Chocolate Zucchini Bread
Grab your food processor and combine 1 ¼ cups of blanched almond powder, ¼ cup raw cacao powder, ½ tsp Celtic salt, ½ tsp baking soda, 2 eggs, 2 tbsp coconut oil, ¼ cup honey and ¾ cup grated zucchini. Put the batter into a load pan (lined with baking paper) and bake for 35-40 minutes at 180°C, or until the load is cooked.

Week 4: Stronger core
GET MOVING:
Ab hit
We’re not gonna lie – this is one tough exercise so prepare to sweat! This type of workout combines core resistance with intense cardio, which is the fastest-working combination to unleash stronger ab muscles. Alternate between the run and an exercise, working your way through the list.
1. Sprint for 90 seconds
2. Perform the first exercise on the list below for 60 seconds
3. Sprint for 90 seconds
4. 60 seconds of the next exercise. Repeat the pattern till you finish the list
Core moves:
1. Full sit-ups
2. Burpees
3. Compound crunches
4. Russian twists
5. Supergirls

NUTRITION FOCUS:
Ban that bloat
When it comes to getting rid of bloating, avoid dairy and soy products for the rest of the challenge. Dairy can cause problem skin to flare up, and soy products are often highly processed, meaning they can cause inflammation to your gut. Instead of dairy or soy, become friends with natural probiotics like yoghurt, kimchi and miso soup, which will help get rid of any bloating.
Probiotic boost
Don’t trust yourself to ferment food? Then grab some probiotic superfood jars from Good Food Heals (Visit Goodfoodheals Website). Made with unpasteurised fermented fruit and vegetables, they’re a good side dish for any meal. Take your pick, from Guava Pineapple Relish to Spicy Kimchi to Japanese Plum Citrus Tomato.
Week 5: Mix it up
GET MOVING:
Fast and furious workouts
There’s no excuse for not having time to exercise with these workouts. Do as many rounds as you can of these exercises in 10 minutes.
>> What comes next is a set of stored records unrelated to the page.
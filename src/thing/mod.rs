//! Thing normalization module
//!
//! The API wraps every object in a `{kind, data}` envelope ("thing").
//! Pages of results come as `Listing` envelopes whose `data.children` holds
//! more things. This module turns those envelopes into typed values:
//!
//! | raw `kind` | normalized to |
//! |------------|---------------|
//! | `Listing`  | [`ItemSequence`] (children + `before`/`after` metadata) |
//! | `t3`       | [`NormalizedItem`] of kind `link` |
//! | `t1`       | [`NormalizedItem`] of kind `comment` |
//! | `t5`       | [`NormalizedItem`] of kind `subreddit` |
//! | other      | unchanged |
//!
//! Envelope fields that are not payload end up in [`Metadata`], which is
//! kept beside the payload and never mixed into it.

mod normalize;
mod types;

pub use normalize::normalize;
pub use types::{
    ItemSequence, Metadata, Normalized, NormalizedItem, NormalizedMap, SemanticKind, ThingKind,
};
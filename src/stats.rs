//! Posting-time statistics
//!
//! Counts items by the UTC hour of day they were created.

use crate::thing::Normalized;
use chrono::{DateTime, Timelike, Utc};
use serde::Serialize;

/// Item counts per UTC hour of day
#[derive(Debug, Clone, Default, PartialEq, Eq, Serialize)]
pub struct HourHistogram {
    /// `counts[h]` = items created during hour `h`
    pub counts: [u64; 24],
    /// Items without a usable `created_utc`
    pub skipped: u64,
}

impl HourHistogram {
    pub fn new() -> Self {
        Self::default()
    }

    /// Count one item
    pub fn record(&mut self, item: &Normalized) {
        match created_at(item) {
            Some(created) => self.counts[created.hour() as usize] += 1,
            None => self.skipped += 1,
        }
    }

    /// Total of counted (not skipped) items
    pub fn total(&self) -> u64 {
        self.counts.iter().sum()
    }

    /// Busiest hour, earliest on ties; `None` when empty
    pub fn peak_hour(&self) -> Option<u32> {
        let (hour, count) = self
            .counts
            .iter()
            .enumerate()
            .rev()
            .max_by_key(|(_, count)| **count)?;
        (*count > 0).then_some(hour as u32)
    }
}

/// Histogram over any sequence of items
pub fn hour_histogram<'a>(items: impl IntoIterator<Item = &'a Normalized>) -> HourHistogram {
    let mut histogram = HourHistogram::new();
    for item in items {
        histogram.record(item);
    }
    histogram
}

/// Creation time from the `created_utc` epoch-seconds field
pub fn created_at(item: &Normalized) -> Option<DateTime<Utc>> {
    let seconds = item.get("created_utc")?.as_f64()?;
    DateTime::from_timestamp(seconds.trunc() as i64, 0)
}
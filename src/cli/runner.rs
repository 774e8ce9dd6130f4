//! CLI runner - executes commands

use crate::cli::commands::{Cli, Commands, OutputFormat};
use crate::config::ClientSettings;
use crate::error::Result;
use crate::http::{HttpClient, RequestOptions};
use crate::pagination::ListingPager;
use crate::stats::HourHistogram;
use futures::{StreamExt, TryStreamExt};
use serde::Serialize;
use serde_json::json;
use tracing::info;

/// CLI runner
pub struct Runner {
    cli: Cli,
}

impl Runner {
    /// Create a new runner
    pub fn new(cli: Cli) -> Self {
        Self { cli }
    }

    /// Run the CLI command
    pub async fn run(&self) -> Result<()> {
        let pager = self.build_pager()?;

        match &self.cli.command {
            Commands::Get { path, raw, query } => {
                self.get(pager.client(), path, *raw, query).await
            }
            Commands::Listing { path, max, query } => {
                self.listing(&pager, path, *max, query).await
            }
            Commands::ById { id } => self.by_id(&pager, id).await,
            Commands::Hours { path, max } => self.hours(&pager, path, *max).await,
        }
    }

    /// Settings file, environment, then command-line overrides
    fn load_settings(&self) -> Result<ClientSettings> {
        let mut settings = ClientSettings::load(self.cli.config.as_deref())?;
        if let Some(base_url) = &self.cli.base_url {
            settings.base_url.clone_from(base_url);
        }
        if let Some(user_agent) = &self.cli.user_agent {
            settings.user_agent.clone_from(user_agent);
        }
        Ok(settings)
    }

    fn build_pager(&self) -> Result<ListingPager> {
        let settings = self.load_settings()?;
        let page_limit = settings.page_limit;
        let client = HttpClient::with_config(settings.into_client_config()?)?;
        Ok(ListingPager::new(client).with_page_limit(page_limit))
    }

    /// Fetch a single path
    async fn get(
        &self,
        client: &HttpClient,
        path: &str,
        raw: bool,
        query: &[(String, String)],
    ) -> Result<()> {
        let options = query_options(query);
        if raw {
            let value = client.request(path, &options).await?;
            self.output(&value)?;
        } else {
            let value = client.request_normalized(path, &options).await?;
            self.output(&value)?;
        }
        Ok(())
    }

    /// Stream listing items
    async fn listing(
        &self,
        pager: &ListingPager,
        path: &str,
        max: Option<usize>,
        query: &[(String, String)],
    ) -> Result<()> {
        let stream = pager.paginate(path, query_options(query));
        let mut stream = stream.take(max.unwrap_or(usize::MAX));

        let mut count = 0usize;
        while let Some(item) = stream.try_next().await? {
            self.output(&item)?;
            count += 1;
        }

        info!("Fetched {} items from {}", count, path);
        Ok(())
    }

    /// Fetch things by fullname
    async fn by_id(&self, pager: &ListingPager, id: &str) -> Result<()> {
        let value = pager.fetch_by_id(id, &RequestOptions::new()).await?;
        self.output(&value)?;
        Ok(())
    }

    /// Hour-of-day histogram of a listing
    async fn hours(&self, pager: &ListingPager, path: &str, max: usize) -> Result<()> {
        let mut histogram = HourHistogram::new();
        let mut stream = pager.paginate(path, RequestOptions::new()).take(max);

        while let Some(item) = stream.try_next().await? {
            histogram.record(&item);
        }

        info!(
            "Counted {} items from {} ({} skipped)",
            histogram.total(),
            path,
            histogram.skipped
        );

        self.output(&json!({
            "path": path,
            "total": histogram.total(),
            "skipped": histogram.skipped,
            "peak_hour": histogram.peak_hour(),
            "counts": histogram.counts,
        }))?;
        Ok(())
    }

    /// Output a value
    fn output<T: Serialize>(&self, value: &T) -> Result<()> {
        println!("{}", render(self.cli.format, value)?);
        Ok(())
    }
}

fn render<T: Serialize>(format: OutputFormat, value: &T) -> Result<String> {
    let rendered = match format {
        OutputFormat::Json => serde_json::to_string(value)?,
        OutputFormat::Pretty => serde_json::to_string_pretty(value)?,
    };
    Ok(rendered)
}

fn query_options(query: &[(String, String)]) -> RequestOptions {
    query
        .iter()
        .fold(RequestOptions::new(), |options, (key, value)| {
            options.query(key, value)
        })
}
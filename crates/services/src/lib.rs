#![forbid(unsafe_code)]

pub mod error;
pub mod plans;

pub use recovery_core::Clock;

pub use error::PlanServiceError;
pub use plans::{Dashboard, PlanService, SubjectProgress};
use std::fmt;
use std::path::{Path, PathBuf};
use std::str::FromStr;

use clap::{Parser, Subcommand};

pub const DEFAULT_DB_URL: &str = "sqlite://backlog.sqlite3";

/// Backlog recovery planner: reclaim missed lectures without burning out.
#[derive(Debug, Parser)]
#[command(name = "backlog", version, about)]
pub struct Cli {
    /// Plan store: a `SQLite` URL, or a path ending in `.json` for a JSON file.
    #[arg(long = "db", global = true, env = "BACKLOG_DB_URL", default_value = DEFAULT_DB_URL)]
    pub db: String,

    #[command(subcommand)]
    pub command: Option<Command>,
}

#[derive(Debug, Clone, Subcommand)]
pub enum Command {
    /// Show the current plan (default).
    Status,

    /// Start a plan for one backlog of lectures.
    Start {
        /// Lectures behind.
        #[arg(long)]
        backlog: u32,
        /// Lectures to reclaim per day.
        #[arg(long)]
        daily_load: u32,
    },

    /// Start a plan split across subjects.
    StartSubjects {
        /// Subject and its backlog as `NAME=N`; repeat in priority order.
        #[arg(long = "subject", required = true)]
        subjects: Vec<SubjectArg>,
        /// Lectures to reclaim per day across all subjects.
        #[arg(long)]
        daily_load: u32,
    },

    /// Log today's load as done.
    Complete,

    /// Log today as missed.
    Miss,

    /// Show what to work on today.
    Today,

    /// Delete the plan and start over.
    Reset,
}

//
// ─── ARGUMENT PARSING ──────────────────────────────────────────────────────────
//

#[derive(Debug, Clone, PartialEq, Eq)]
pub enum ArgsError {
    InvalidSubject { raw: String },
    InvalidDbUrl { raw: String },
}

impl fmt::Display for ArgsError {
    fn fmt(&self, f: &mut fmt::Formatter<'_>) -> fmt::Result {
        match self {
            ArgsError::InvalidSubject { raw } => {
                write!(f, "invalid --subject value (expected NAME=N): {raw}")
            }
            ArgsError::InvalidDbUrl { raw } => write!(f, "invalid --db value: {raw}"),
        }
    }
}

impl std::error::Error for ArgsError {}

/// One `NAME=N` pair from the command line. Validation of the values is left
/// to the plan draft.
#[derive(Debug, Clone, PartialEq, Eq)]
pub struct SubjectArg {
    pub name: String,
    pub backlog: u32,
}

impl FromStr for SubjectArg {
    type Err = ArgsError;

    fn from_str(raw: &str) -> Result<Self, Self::Err> {
        let invalid = || ArgsError::InvalidSubject {
            raw: raw.to_string(),
        };
        // Split on the last '=' so names may contain one.
        let (name, count) = raw.rsplit_once('=').ok_or_else(invalid)?;
        let backlog = count.trim().parse().map_err(|_| invalid())?;
        Ok(Self {
            name: name.to_string(),
            backlog,
        })
    }
}

/// Where plans are kept.
#[derive(Debug, Clone, PartialEq, Eq)]
pub enum StoreTarget {
    Sqlite(String),
    Json(PathBuf),
}

impl StoreTarget {
    /// # Errors
    ///
    /// Returns `ArgsError::InvalidDbUrl` for a blank value.
    pub fn from_arg(raw: &str) -> Result<Self, ArgsError> {
        let trimmed = raw.trim();
        if trimmed.is_empty() {
            return Err(ArgsError::InvalidDbUrl {
                raw: raw.to_string(),
            });
        }
        if trimmed.ends_with(".json") {
            let path = trimmed.strip_prefix("file://").unwrap_or(trimmed);
            return Ok(Self::Json(PathBuf::from(path)));
        }
        Ok(Self::Sqlite(normalize_sqlite_url(trimmed)))
    }
}

pub fn normalize_sqlite_url(raw: &str) -> String {
    if raw == "sqlite::memory:" || raw.starts_with("sqlite://") {
        return raw.to_string();
    }

    let path_str = raw.strip_prefix("sqlite:").unwrap_or(raw);
    let path = Path::new(path_str);
    let absolute = if path.is_absolute() {
        path.to_path_buf()
    } else {
        std::env::current_dir()
            .unwrap_or_else(|_| PathBuf::from("."))
            .join(path)
    };
    format!("sqlite://{}", absolute.display())
}

/// Make sure the database file and its directory exist before connecting.
///
/// # Errors
///
/// Returns an error for a URL without a path or if the file cannot be created.
pub fn prepare_sqlite_file(db_url: &str) -> Result<(), Box<dyn std::error::Error>> {
    if db_url == "sqlite::memory:" {
        return Ok(());
    }

    let path = db_url
        .strip_prefix("sqlite://")
        .ok_or_else(|| ArgsError::InvalidDbUrl {
            raw: db_url.to_string(),
        })?;
    let path = path.split('?').next().unwrap_or(path);
    if path.is_empty() {
        return Err(ArgsError::InvalidDbUrl {
            raw: db_url.to_string(),
        }
        .into());
    }

    let path = Path::new(path);
    if let Some(parent) = path.parent() {
        std::fs::create_dir_all(parent)?;
    }

    if !path.exists() {
        std::fs::OpenOptions::new()
            .create(true)
            .write(true)
            .truncate(false)
            .open(path)?;
    }

    Ok(())
}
Go for another five minutes if you can!
Workout one: 5 minutes
1. 10 squat jumps – rest 10 seconds – repeat x 4
2. 10 push-ups – rest 10 seconds – repeat x4
3. 10 lunge jumps – rest 10 seconds – repeat x 4
4. 10 crunches – plank 10 seconds – repeat x 4
Workout two: 10 minutes
1. 10 reverse lunges to hops (per leg)
2. 10 burpees
3. 10 air squats
4. 10 tricep push-ups
NUTRITION FOCUS:
Give your liver a break
Your liver is your major detoxification and fat-burning organ, so you need it to be in top working order, not only for the benefit of your body, but for your mind as well. It’s time to say sayonara to caffeine, alcohol and stimulants for the last few weeks of the plan to give your liver a break. The liver is the processing centre of the body and, as such, is vulnerable to suffering from the consequences of high blood sugar, high blood fats, inflammation and insulin resistance. And remember, if you’re not careful about what you put into your body, it could end up wreaking havoc on your insides.

No coffee?No worries!
Missing that daily morning coffee? Try one of these healthier options instead:
+Grab some dandelion tea bags, add 1 tsp of raw cacao and sweeten with stevia to taste. Top the drink with almond milk. Just like a mocha!
+Chamomile tea with a dash of almond milk and honey. Tastes like a chai but without caffeine.
+Add 3-4 cinnamon sticks to almond milk. Yum.